A car with its passengers have a total mass of 4200kg .the car is travelling along a horizontal road when it moves ,it experiences a forward driving force of magnitude F newtons and a constant resistance force(opposite to driving force)of 850N
a)what is the value of F if the car travels at a constant speed ?
b)find the value of F if the car accelecrates at 1.8 m/s2
c) if F =1800,find the acceleration of the car and describ what is happing to the speed of the car????
a) If the car travels at a constant speed, it means that the driving force is balanced by the resistance force. So, to calculate F, we need to equate the two forces:
F = 850 Newtons
b) If the car accelerates at 1.8 m/s², we need to calculate the total force acting on the car. The resistance force is still 850 N, but we need to find the additional driving force required to accelerate the car:
Total force = Resistance force + Driving force
Total force = 850 N + additional driving force
Using Newton's second law:
Total force = mass × acceleration
850 N + additional driving force = 4200 kg × 1.8 m/s²
Simplifying the equation, we can solve for the additional driving force:
additional driving force = (4200 kg × 1.8 m/s²) - 850 N
c) If F = 1800 N, we can use Newton's second law to calculate the acceleration of the car. Rearranging the formula for acceleration:
acceleration = Total force / mass
acceleration = (850 N + 1800 N) / 4200 kg
Describing what is happening to the speed of the car, if the acceleration is positive, it means the car is speeding up. If the acceleration is negative, it means the car is slowing down. If the acceleration is zero, it means the car is maintaining a constant speed.
a) If the car is traveling at a constant speed, it means the net force acting on the car is zero. The resistance force is opposing the driving force, so the driving force must be equal to the resistance force for the car to maintain a constant speed.
Therefore, F = 850 N.
b) When the car accelerates, we need to calculate the net force required to produce the given acceleration. We can use Newton's second law of motion:
net force = mass × acceleration
For the car to accelerate at 1.8 m/s^2, we plug in the values:
net force = 4200 kg × 1.8 m/s^2
net force = 7560 N
Since the resistance force is always opposing the driving force, we have:
net force = driving force - resistance force
Plugging in the given value for the resistance force:
7560 N = driving force - 850 N
Solving for the driving force, we find:
driving force = 7560 N + 850 N
driving force = 8410 N
So, the magnitude of the driving force is 8410 N.

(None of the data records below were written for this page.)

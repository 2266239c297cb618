use qtype_dns_application::ports::RecordStore;
use qtype_dns_domain::RecordType;
use std::collections::HashMap;
use std::sync::RwLock;

pub struct MockRecordStore {
    records: RwLock<HashMap<String, HashMap<RecordType, String>>>,
}

impl MockRecordStore {
    pub fn new() -> Self {
        Self {
            records: RwLock::new(HashMap::new()),
        }
    }

    pub fn with(self, name: &str, record_type: RecordType, value: &str) -> Self {
        self.put(name, record_type, value.to_string());
        self
    }
}

impl Default for MockRecordStore {
    fn default() -> Self {
        Self::new()
    }
}

impl RecordStore for MockRecordStore {
    fn get(&self, name: &str, record_type: RecordType) -> Option<String> {
        self.records
            .read()
            .unwrap()
            .get(name)
            .and_then(|by_type| by_type.get(&record_type))
            .cloned()
    }

    fn put(&self, name: &str, record_type: RecordType, value: String) {
        self.records
            .write()
            .unwrap()
            .entry(name.to_string())
            .or_default()
            .insert(record_type, value);
    }

    fn len(&self) -> usize {
        self.records.read().unwrap().len()
    }
}
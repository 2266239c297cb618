use clap::Parser;
use qtype_dns_domain::{CliOverrides, Config};
use std::time::Duration;
use tokio_util::sync::CancellationToken;
use tracing::info;

mod bootstrap;
mod di;
mod server;

#[derive(Parser)]
#[command(name = "qtype-dns")]
#[command(version)]
#[command(about = "DNS forwarder that picks its upstream by query type")]
struct Cli {
    /// Configuration file path (JSON, or TOML when it ends in .toml)
    #[arg(short = 'c', long, value_name = "FILE")]
    config: String,

    /// Domain suffix to serve [default: .]
    #[arg(short = 'd', long)]
    domain: Option<String>,

    /// Listen address, host:port or :port [default: :53]
    #[arg(short = 'a', long)]
    address: Option<String>,

    /// Log level (trace, debug, info, warn, error)
    #[arg(long)]
    log_level: Option<String>,
}

#[tokio::main]
async fn main() -> anyhow::Result<()> {
    let cli = Cli::parse();

    let cli_overrides = CliOverrides {
        domain: cli.domain,
        address: cli.address,
        log_level: cli.log_level,
    };

    let config = Config::load(&cli.config, cli_overrides)?;

    bootstrap::init_logging(&config.logging);

    info!(
        version = env!("CARGO_PKG_VERSION"),
        config = %cli.config,
        "Starting qtype-dns"
    );

    let dns_services = di::DnsServices::new(&config)?;
    let bind_addr = config.server.socket_addr()?;
    let tcp_idle_timeout = Duration::from_secs(config.server.tcp_idle_timeout_secs);

    let shutdown = CancellationToken::new();
    let dns_server = server::start_dns_server(
        bind_addr,
        dns_services.handler,
        tcp_idle_timeout,
        shutdown.clone(),
    );
    tokio::pin!(dns_server);

    tokio::select! {
        result = &mut dns_server => return result,
        signal = server::shutdown_signal() => {
            info!(signal, "Shutdown signal received");
            shutdown.cancel();
        }
    }

    dns_server.await?;
    info!("Server shutdown complete");
    Ok(())
}
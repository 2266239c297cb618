/// Canonical form used for name comparisons: lowercase, fully qualified.
pub fn normalize_name(name: &str) -> String {
    let trimmed = name.trim();
    let mut normalized = trimmed.to_ascii_lowercase();
    if !normalized.ends_with('.') {
        normalized.push('.');
    }
    normalized
}

/// True when `name` equals `zone` or is a subdomain of it. The root zone
/// contains every name.
pub fn is_in_zone(name: &str, zone: &str) -> bool {
    let name = normalize_name(name);
    let zone = normalize_name(zone);

    if zone == "." || name == zone {
        return true;
    }

    name.ends_with(&format!(".{}", zone))
}
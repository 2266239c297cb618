use qtype_dns_domain::DomainError;
use std::net::SocketAddr;
use std::time::Duration;

/// Looks up every address of `hostname`, IPv4 entries first.
pub async fn resolve_all(
    hostname: &str,
    port: u16,
    timeout: Duration,
) -> Result<Vec<SocketAddr>, DomainError> {
    let target = format!("{}:{}", hostname, port);

    let addrs_iter = tokio::time::timeout(timeout, tokio::net::lookup_host(&target))
        .await
        .map_err(|_| DomainError::TransportTimeout {
            server: target.clone(),
        })?
        .map_err(|_| DomainError::UpstreamResolution {
            host: target.clone(),
        })?;

    let mut addrs: Vec<SocketAddr> = addrs_iter.collect();
    if addrs.is_empty() {
        return Err(DomainError::UpstreamResolution { host: target });
    }
    addrs.sort_by_key(|a| a.is_ipv6());

    Ok(addrs)
}
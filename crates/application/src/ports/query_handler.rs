use async_trait::async_trait;
use hickory_proto::op::Message;

/// Turns one inbound request into exactly one reply.
#[async_trait]
pub trait QueryHandler: Send + Sync {
    async fn handle(&self, request: &Message) -> Message;

    /// Short name for logs.
    fn mode(&self) -> &'static str;
}
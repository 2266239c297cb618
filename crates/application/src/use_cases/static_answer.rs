use async_trait::async_trait;
use hickory_proto::op::Message;
use hickory_proto::rr::Record;
use qtype_dns_domain::{normalize_name, ConfigError, RecordType, RecordsConfig};
use std::sync::Arc;
use tracing::{debug, info, warn};

use crate::ports::{QueryHandler, RecordStore};
use crate::services::{encode_record, reply_to};

/// Answers questions straight from a [`RecordStore`], without any upstream.
///
/// A question whose name or type is missing from the store contributes no
/// answer and no error. Replies are authoritative.
pub struct StaticAnswerUseCase {
    store: Arc<dyn RecordStore>,
    default_ttl: u32,
}

impl StaticAnswerUseCase {
    pub fn new(store: Arc<dyn RecordStore>, default_ttl: u32) -> Self {
        Self { store, default_ttl }
    }

    /// Fills `store` from the configured table and builds the use case on it.
    pub fn from_config(
        store: Arc<dyn RecordStore>,
        config: &RecordsConfig,
    ) -> Result<Self, ConfigError> {
        let entries = config.parsed_entries()?;
        let count = entries.len();
        for (name, record_type, value) in entries {
            store.put(&name, record_type, value);
        }
        info!(
            records = count,
            names = store.len(),
            ttl = config.default_ttl,
            "Static records loaded"
        );
        Ok(Self::new(store, config.default_ttl))
    }

    pub async fn execute(&self, request: &Message) -> Message {
        let mut answers: Vec<Record> = Vec::new();

        for query in request.queries() {
            let Some(record_type) = RecordType::from_u16(u16::from(query.query_type())) else {
                debug!(qtype = %query.query_type(), "Skipping unknown query type");
                continue;
            };

            let name = normalize_name(&query.name().to_utf8());
            let Some(value) = self.store.get(&name, record_type) else {
                debug!(domain = %name, qtype = %record_type, "No static record");
                continue;
            };

            match encode_record(query.name(), record_type, &value, self.default_ttl) {
                Ok(record) => answers.push(record),
                Err(e) => {
                    warn!(domain = %name, qtype = %record_type, error = %e, "Unusable static record")
                }
            }
        }

        let mut reply = reply_to(request);
        reply.add_answers(answers);
        reply.set_authoritative(true);

        debug!(
            id = reply.id(),
            questions = reply.queries().len(),
            answers = reply.answers().len(),
            "Responding from static records"
        );
        reply
    }
}

#[async_trait]
impl QueryHandler for StaticAnswerUseCase {
    async fn handle(&self, request: &Message) -> Message {
        self.execute(request).await
    }

    fn mode(&self) -> &'static str {
        "static"
    }
}
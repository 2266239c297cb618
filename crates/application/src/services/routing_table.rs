use qtype_dns_domain::{ConfigError, ForwardingConfig, RecordType, UpstreamAddr};
use std::collections::HashMap;
use tracing::info;

/// Ordered, non-empty list of upstreams configured for one route.
#[derive(Debug, Clone)]
pub struct ServerList {
    primary: UpstreamAddr,
    others: Vec<UpstreamAddr>,
}

impl ServerList {
    pub fn new(servers: Vec<UpstreamAddr>) -> Option<Self> {
        let mut iter = servers.into_iter();
        let primary = iter.next()?;
        Some(Self {
            primary,
            others: iter.collect(),
        })
    }

    /// First-server-wins: the first configured address answers every query on
    /// this route and the others are never contacted.
    pub fn select_primary(&self) -> &UpstreamAddr {
        &self.primary
    }

    pub fn len(&self) -> usize {
        1 + self.others.len()
    }

    pub fn is_empty(&self) -> bool {
        false
    }

    pub fn iter(&self) -> impl Iterator<Item = &UpstreamAddr> {
        std::iter::once(&self.primary).chain(self.others.iter())
    }
}

/// Query type → upstream routes, plus the catch-all used for every other type.
/// Built once at startup and read-only afterwards.
#[derive(Debug, Clone)]
pub struct RoutingTable {
    overrides: HashMap<u16, ServerList>,
    catch_all: ServerList,
}

impl RoutingTable {
    pub fn new(
        overrides: Vec<(RecordType, Vec<UpstreamAddr>)>,
        catch_all: Vec<UpstreamAddr>,
    ) -> Result<Self, ConfigError> {
        let catch_all = ServerList::new(catch_all).ok_or_else(|| {
            ConfigError::Validation("No default upstream servers configured".to_string())
        })?;

        let mut routes = HashMap::with_capacity(overrides.len());
        for (record_type, servers) in overrides {
            let list = ServerList::new(servers).ok_or_else(|| {
                ConfigError::Validation(format!("Override for {} has no servers", record_type))
            })?;
            routes.insert(record_type.to_u16(), list);
        }

        Ok(Self {
            overrides: routes,
            catch_all,
        })
    }

    pub fn from_config(config: &ForwardingConfig) -> Result<Self, ConfigError> {
        let catch_all = config.parsed_servers()?;
        let overrides = config.parsed_overrides()?;

        let defaults: Vec<String> = catch_all.iter().map(ToString::to_string).collect();
        if overrides.is_empty() {
            info!(servers = ?defaults, "No qtype overrides, all queries go to the default servers");
        } else {
            info!(servers = ?defaults, "Default upstream servers");
            for (record_type, servers) in &overrides {
                let servers: Vec<String> = servers.iter().map(ToString::to_string).collect();
                info!(qtype = %record_type, servers = ?servers, "Upstream override");
            }
        }

        Self::new(overrides, catch_all)
    }

    /// Upstream for a query type, compared by numeric code so types this
    /// crate has no name for still fall through to the catch-all.
    pub fn select(&self, qtype: u16) -> &UpstreamAddr {
        self.overrides
            .get(&qtype)
            .unwrap_or(&self.catch_all)
            .select_primary()
    }

    pub fn select_for(&self, record_type: RecordType) -> &UpstreamAddr {
        self.select(record_type.to_u16())
    }

    pub fn has_override(&self, qtype: u16) -> bool {
        self.overrides.contains_key(&qtype)
    }

    pub fn override_count(&self) -> usize {
        self.overrides.len()
    }

    pub fn catch_all(&self) -> &ServerList {
        &self.catch_all
    }
}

c) If F = 1800 N, we can use the same equation as before to find the acceleration:
net force = driving force - resistance force
Plugging in the given values:
net force = 1800 N - 850 N
net force = 950 N
Now we can use Newton's second law to find the acceleration:
950 N = mass × acceleration
950 N = 4200 kg × acceleration
Solving for the acceleration, we find:
acceleration = 950 N / 4200 kg
acceleration ≈ 0.226 m/s^2
The positive acceleration indicates that the car is speeding up.
To answer these questions, we need to understand the concept of net force, which is the total force acting on an object. The net force determines the motion of the object. The net force is the vector sum of all the forces acting on the car.
Let's go through each question one by one:
a) In this case, the car is traveling at a constant speed. This implies that the net force acting on the car is zero because the car does not accelerate. So, to find the value of F, we need to consider the equilibrium condition.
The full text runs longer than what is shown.